Si cette renaissance du western trouve un terrain fertile en Italie, c’est aussi parce que l’industrie cinématographique locale, en pleine effervescence, cherche à produire à moindre coût des films populaires à portée internationale.
Au fil de temps, le Western spaghetti devient une référence, parodié (On l’appelait Trinità), détourné (Mon nom est Personne) et surtout influent. Cette programmation s’ouvre sur de nombreuses réinventions : The Wild Bunch, qui intègre les innovations de Leone tout en incarnant l’esprit contestataire du Nouvel Hollywood ; Sukiyaki Western Django, pop et décalé ; Django Unchained, réécriture baroque ; ou Bacurau, aux résonances politiques. Des films comme Tears of the Black Tiger ou Exiled montrent à quel point ce genre a imprégné le cinéma mondial jusqu’à nos jours. Django & Django, hommage à Sergio Corbucci, et Ennio, portrait du compositeur qui a donné au Western all’italiana son identité musicale unique, complètent ce parcours.

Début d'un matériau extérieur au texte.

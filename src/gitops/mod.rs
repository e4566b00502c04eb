//! GitOps manifest publication (chart + per-environment values) ahead of a
//! backend deploy.

mod git;
mod push;

pub use git::{CliGitClient, CommitAuthor, CommitDetail, GitClient, GitProviderApi};
pub use push::{GitOpsManifestPushService, ManifestPushService};

use chrono::NaiveDateTime;
use serde::{Deserialize, Serialize};

/// Everything the push needs, resolved by the trigger before calling in.
#[derive(Debug, Clone, PartialEq, Serialize, Deserialize)]
pub struct ManifestPushTemplate {
    pub runner_id: i64,
    pub app_id: i32,
    pub app_name: String,
    pub environment_id: i32,
    pub pipeline_override_id: i32,
    /// Current repo url from the deployment config; may be the sentinel.
    pub repo_url: String,
    pub linked_release: bool,
    pub chart_name: String,
    pub chart_version: String,
    /// Local directory holding the packaged chart contents.
    pub chart_path: String,
    pub merged_values_yaml: String,
    pub triggered_by: i32,
    pub author_name: String,
    pub author_email: String,
    /// When true the argo app is synced manually, so the push records the
    /// sync-initiated timeline itself.
    pub manual_argo_sync: bool,
}

#[derive(Debug, Clone, PartialEq, Serialize, Deserialize)]
pub struct PushResult {
    pub commit_hash: String,
    pub commit_time: NaiveDateTime,
    /// Set when the push had to create the repository first; the caller
    /// persists it on the deployment config with a CAS update.
    pub new_repo_url: Option<String>,
}

/// Registers a repository with the deployment backend so it may pull from
/// it. Fresh repositories need bounded retries while the provider's
/// replication catches up.
#[async_trait::async_trait]
pub trait RepoRegistrar: Send + Sync {
    async fn register_repository(&self, repo_url: &str) -> Result<(), GitOpsError>;
}

#[derive(Debug, thiserror::Error)]
pub enum GitOpsError {
    #[error("git provider error: {0}")]
    Provider(String),
    #[error("commit failed: {0}")]
    Commit(String),
    #[error("repository registration failed: {0}")]
    Registration(String),
    #[error("io error: {0}")]
    Io(#[from] std::io::Error),
}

Avec ce cycle, nous vous invitons à redécouvrir un cinéma inventif, provocateur et visuellement audacieux, devenu culte grâce aussi à des figures emblématiques telles que Clint Eastwood, Franco Nero, Giuliano Gemma, Gian Maria Volonté ou Lee Van Cleef. Certes, on gardera à l’esprit que les femmes y sont souvent reléguées à des rôles secondaires, voire absentes. Le western contemporain s’attache aujourd’hui à corriger cette représentation en redessinant des personnages de femmes puissantes et complexes : une piste passionnante, qui pourrait bien nourrir une prochaine programmation.